▸ **Directions**: Using the records below, write out again exactly the lines that begin at the line containing "use async_trait::async_trait;" and end at the line containing "after a write.", and no other lines.

Stored items
================================
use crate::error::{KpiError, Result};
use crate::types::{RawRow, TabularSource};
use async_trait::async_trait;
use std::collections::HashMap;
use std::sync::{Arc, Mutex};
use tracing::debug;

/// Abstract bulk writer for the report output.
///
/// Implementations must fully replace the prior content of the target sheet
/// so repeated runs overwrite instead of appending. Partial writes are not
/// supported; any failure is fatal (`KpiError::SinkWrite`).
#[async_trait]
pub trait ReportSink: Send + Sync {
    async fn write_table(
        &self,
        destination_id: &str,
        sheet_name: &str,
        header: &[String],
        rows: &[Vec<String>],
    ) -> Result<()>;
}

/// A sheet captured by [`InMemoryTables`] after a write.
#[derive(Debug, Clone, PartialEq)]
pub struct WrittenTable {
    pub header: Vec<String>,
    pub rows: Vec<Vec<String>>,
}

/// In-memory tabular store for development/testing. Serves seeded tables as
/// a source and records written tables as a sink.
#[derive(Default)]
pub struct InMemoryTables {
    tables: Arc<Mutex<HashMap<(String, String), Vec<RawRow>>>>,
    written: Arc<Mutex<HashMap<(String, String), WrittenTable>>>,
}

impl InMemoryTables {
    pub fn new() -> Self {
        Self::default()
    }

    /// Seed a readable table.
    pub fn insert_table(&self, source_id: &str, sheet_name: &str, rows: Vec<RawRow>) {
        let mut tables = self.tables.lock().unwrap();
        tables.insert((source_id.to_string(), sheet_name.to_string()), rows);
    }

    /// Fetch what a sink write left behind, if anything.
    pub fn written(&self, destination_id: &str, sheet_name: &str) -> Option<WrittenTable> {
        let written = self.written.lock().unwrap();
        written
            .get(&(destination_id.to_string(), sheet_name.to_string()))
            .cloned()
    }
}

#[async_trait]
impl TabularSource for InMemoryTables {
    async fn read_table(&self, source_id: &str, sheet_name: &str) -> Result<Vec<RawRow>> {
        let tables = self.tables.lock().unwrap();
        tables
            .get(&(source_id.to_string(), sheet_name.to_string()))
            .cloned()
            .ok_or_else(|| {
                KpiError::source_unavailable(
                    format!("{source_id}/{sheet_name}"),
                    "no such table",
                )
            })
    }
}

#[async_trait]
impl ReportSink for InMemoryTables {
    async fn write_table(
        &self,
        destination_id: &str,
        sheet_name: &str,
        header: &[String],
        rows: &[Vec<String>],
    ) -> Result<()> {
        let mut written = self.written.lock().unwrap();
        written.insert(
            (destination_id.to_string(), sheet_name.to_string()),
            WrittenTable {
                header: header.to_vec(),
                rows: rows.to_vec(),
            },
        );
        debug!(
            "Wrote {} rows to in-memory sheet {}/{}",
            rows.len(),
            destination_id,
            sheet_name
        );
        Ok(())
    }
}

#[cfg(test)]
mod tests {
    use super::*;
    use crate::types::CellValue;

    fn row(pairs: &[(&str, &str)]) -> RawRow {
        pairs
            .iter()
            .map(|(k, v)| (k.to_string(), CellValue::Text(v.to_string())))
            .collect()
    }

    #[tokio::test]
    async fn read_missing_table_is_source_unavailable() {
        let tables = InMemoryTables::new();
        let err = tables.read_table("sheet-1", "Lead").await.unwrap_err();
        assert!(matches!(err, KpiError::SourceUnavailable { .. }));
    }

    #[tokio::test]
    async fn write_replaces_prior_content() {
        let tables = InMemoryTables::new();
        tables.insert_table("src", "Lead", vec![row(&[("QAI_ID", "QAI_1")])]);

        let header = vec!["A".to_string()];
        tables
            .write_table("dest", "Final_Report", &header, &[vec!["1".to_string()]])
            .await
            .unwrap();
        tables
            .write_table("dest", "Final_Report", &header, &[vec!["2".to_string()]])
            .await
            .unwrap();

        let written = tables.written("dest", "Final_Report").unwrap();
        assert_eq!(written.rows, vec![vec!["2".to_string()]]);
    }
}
================================
▸ **Answer to this exercise**:
use async_trait::async_trait;
use std::collections::HashMap;
use std::sync::{Arc, Mutex};
use tracing::debug;

/// Abstract bulk writer for the report output.
///
/// Implementations must fully replace the prior content of the target sheet
/// so repeated runs overwrite instead of appending. Partial writes are not
/// supported; any failure is fatal (`KpiError::SinkWrite`).
#[async_trait]
pub trait ReportSink: Send + Sync {
    async fn write_table(
        &self,
        destination_id: &str,
        sheet_name: &str,
        header: &[String],
        rows: &[Vec<String>],
    ) -> Result<()>;
}

/// A sheet captured by [`InMemoryTables`] after a write.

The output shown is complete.